Please copy, exactly as they appear below, the lines from the one containing "payload: Result<Form<SuggestForm>, FormRejection>)" through the one containing "let mut props = Map::new();".

## MATERIAL PROVIDED

————————

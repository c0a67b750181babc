use axum::{
    extract::{
        rejection::{FormRejection, JsonRejection},
        State,
    },
    response::{IntoResponse, Response},
    Form, Json,
};
use grid_client::{
    domain::{Feature, SubstationInfo},
    index::substation_queries,
};
use serde::{Deserialize, Serialize};
use serde_json::{json, Map};

use super::{
    error::{observed, ApiError, Identifier},
    response::{map_link, MapView, Sanitized},
    AppState, SharedState,
};

#[derive(Debug, Deserialize)]
pub struct SuggestForm {
    input: Option<String>,
}

#[derive(Debug, Deserialize)]
pub struct SubstationRequest {
    trafostanica: Option<String>,
}

#[derive(Debug, Serialize)]
struct SubstationResponse<'a> {
    #[serde(flatten)]
    info: &'a SubstationInfo,
    url: Option<String>,
    center: Option<[f64; 2]>,
}

#[tracing::instrument(skip(state, payload))]
pub async fn suggest(State(state): State<SharedState>, payload: Result<Form<SuggestForm>, FormRejection>) -> Response {
    let body = payload.map_err(ApiError::from).map(|Form(form)| {
        let fragment = form.input.unwrap_or_default();
        Json(json!({ "suggestions": substation_queries::substation_suggestions(&state.index, &fragment) }))
    });
    observed("suggest_trafostanica", body).into_response()
}

#[tracing::instrument(skip(state, payload))]
pub async fn lookup(
    State(state): State<SharedState>,
    payload: Result<Json<SubstationRequest>, JsonRejection>,
) -> Response {
    observed("get_trafostanica", substation(&state, payload)).into_response()
}

fn substation(state: &AppState, payload: Result<Json<SubstationRequest>, JsonRejection>) -> Result<Response, ApiError> {
    let Json(req) = payload?;
    let name = req
        .trafostanica
        .as_deref()
        .map(str::trim)
        .filter(|s| !s.is_empty())
        .ok_or(ApiError::NotSupplied(Identifier::Substation))?;
    let info =
        substation_queries::substation_by_name(&state.index, name).ok_or(ApiError::NotFound(Identifier::Substation))?;

    Ok(Sanitized(SubstationResponse {
        info,
        url: info.coordinates.map(|at| map_link(&state.maps.base_url, at)),
        center: info.coordinates.map(|at| at.lat_lon()),
    })
    .into_response())
}

#[tracing::instrument(skip(state))]
pub async fn all(State(state): State<SharedState>) -> Response {
    let substations = substation_queries::all_substations(&state.index);
    let features: Vec<Feature> = substations
        .iter()
        .filter_map(|s| {
            let at = s.coordinates?;
            let mut props = Map::new();
            props.insert("naziv".into(), json!(s.name));
            props.insert("snaga".into(), json!(s.power_rating));
            Some(Feature::point(at, props))
        })
        .collect();
    let center = substation_queries::substations_center(substations)
        .map(|c| c.lat_lon())
        .unwrap_or(state.maps.default_center);

    let view = MapView {
        total: features.len(),
        features,
        center,
    };
    observed("get_all_trafostanice", Ok::<_, ApiError>(Sanitized(view))).into_response()
}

————————

## ANSWER TO THE EXERCISE
pub async fn suggest(State(state): State<SharedState>, payload: Result<Form<SuggestForm>, FormRejection>) -> Response {
    let body = payload.map_err(ApiError::from).map(|Form(form)| {
        let fragment = form.input.unwrap_or_default();
        Json(json!({ "suggestions": substation_queries::substation_suggestions(&state.index, &fragment) }))
    });
    observed("suggest_trafostanica", body).into_response()
}

#[tracing::instrument(skip(state, payload))]
pub async fn lookup(
    State(state): State<SharedState>,
    payload: Result<Json<SubstationRequest>, JsonRejection>,
) -> Response {
    observed("get_trafostanica", substation(&state, payload)).into_response()
}

fn substation(state: &AppState, payload: Result<Json<SubstationRequest>, JsonRejection>) -> Result<Response, ApiError> {
    let Json(req) = payload?;
    let name = req
        .trafostanica
        .as_deref()
        .map(str::trim)
        .filter(|s| !s.is_empty())
        .ok_or(ApiError::NotSupplied(Identifier::Substation))?;
    let info =
        substation_queries::substation_by_name(&state.index, name).ok_or(ApiError::NotFound(Identifier::Substation))?;

    Ok(Sanitized(SubstationResponse {
        info,
        url: info.coordinates.map(|at| map_link(&state.maps.base_url, at)),
        center: info.coordinates.map(|at| at.lat_lon()),
    })
    .into_response())
}

#[tracing::instrument(skip(state))]
pub async fn all(State(state): State<SharedState>) -> Response {
    let substations = substation_queries::all_substations(&state.index);
    let features: Vec<Feature> = substations
        .iter()
        .filter_map(|s| {
            let at = s.coordinates?;
            let mut props = Map::new();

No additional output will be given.